Records to use:
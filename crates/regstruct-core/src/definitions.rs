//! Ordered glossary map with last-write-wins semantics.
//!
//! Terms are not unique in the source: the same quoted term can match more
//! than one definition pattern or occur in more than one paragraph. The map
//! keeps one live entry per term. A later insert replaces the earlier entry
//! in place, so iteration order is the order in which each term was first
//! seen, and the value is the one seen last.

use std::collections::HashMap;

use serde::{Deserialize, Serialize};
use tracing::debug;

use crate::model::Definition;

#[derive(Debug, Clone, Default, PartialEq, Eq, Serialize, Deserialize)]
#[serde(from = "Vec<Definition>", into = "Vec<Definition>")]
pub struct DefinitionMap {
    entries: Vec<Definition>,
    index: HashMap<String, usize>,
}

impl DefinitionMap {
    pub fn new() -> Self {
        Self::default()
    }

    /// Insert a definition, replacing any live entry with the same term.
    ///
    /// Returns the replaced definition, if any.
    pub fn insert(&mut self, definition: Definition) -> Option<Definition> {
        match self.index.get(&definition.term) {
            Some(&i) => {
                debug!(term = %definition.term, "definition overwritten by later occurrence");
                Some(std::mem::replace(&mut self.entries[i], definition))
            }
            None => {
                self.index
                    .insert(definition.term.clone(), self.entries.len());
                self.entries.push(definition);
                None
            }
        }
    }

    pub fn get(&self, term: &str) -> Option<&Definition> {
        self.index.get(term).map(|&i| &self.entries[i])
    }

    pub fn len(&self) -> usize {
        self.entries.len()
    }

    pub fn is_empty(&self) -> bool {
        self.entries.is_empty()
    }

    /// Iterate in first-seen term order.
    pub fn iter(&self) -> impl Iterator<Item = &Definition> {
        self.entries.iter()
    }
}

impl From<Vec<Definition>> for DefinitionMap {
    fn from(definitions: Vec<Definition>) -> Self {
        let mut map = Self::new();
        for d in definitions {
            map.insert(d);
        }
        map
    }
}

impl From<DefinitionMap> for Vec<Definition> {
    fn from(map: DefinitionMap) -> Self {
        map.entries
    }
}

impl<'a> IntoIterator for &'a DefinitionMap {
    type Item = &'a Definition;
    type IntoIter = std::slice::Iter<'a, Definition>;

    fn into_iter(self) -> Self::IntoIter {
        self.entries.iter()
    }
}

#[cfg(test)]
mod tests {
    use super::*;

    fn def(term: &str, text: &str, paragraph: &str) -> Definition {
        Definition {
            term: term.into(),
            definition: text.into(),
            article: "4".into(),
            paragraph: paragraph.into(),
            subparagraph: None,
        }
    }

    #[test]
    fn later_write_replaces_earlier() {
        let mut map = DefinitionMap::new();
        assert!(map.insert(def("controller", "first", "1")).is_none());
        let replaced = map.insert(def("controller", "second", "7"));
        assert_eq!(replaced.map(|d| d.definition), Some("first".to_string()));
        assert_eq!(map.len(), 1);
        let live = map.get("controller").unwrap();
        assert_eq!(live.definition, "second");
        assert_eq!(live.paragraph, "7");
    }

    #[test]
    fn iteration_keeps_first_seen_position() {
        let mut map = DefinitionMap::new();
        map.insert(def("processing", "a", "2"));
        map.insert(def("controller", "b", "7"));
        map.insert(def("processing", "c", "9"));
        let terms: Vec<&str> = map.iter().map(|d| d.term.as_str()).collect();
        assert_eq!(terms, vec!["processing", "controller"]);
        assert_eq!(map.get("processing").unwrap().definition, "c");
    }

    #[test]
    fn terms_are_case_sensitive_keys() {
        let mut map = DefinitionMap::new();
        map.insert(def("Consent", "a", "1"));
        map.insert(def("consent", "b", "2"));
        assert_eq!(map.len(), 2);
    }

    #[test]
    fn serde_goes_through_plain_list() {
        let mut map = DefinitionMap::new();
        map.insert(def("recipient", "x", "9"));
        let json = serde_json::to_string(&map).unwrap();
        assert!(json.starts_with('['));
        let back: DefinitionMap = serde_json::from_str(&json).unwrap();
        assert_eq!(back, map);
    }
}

Instructions to follow: Copy whichever lines in the listing above contain the word "Deserialize".

Exercise answer:
use serde::{Deserialize, Serialize};
#[derive(Debug, Clone, Default, PartialEq, Eq, Serialize, Deserialize)]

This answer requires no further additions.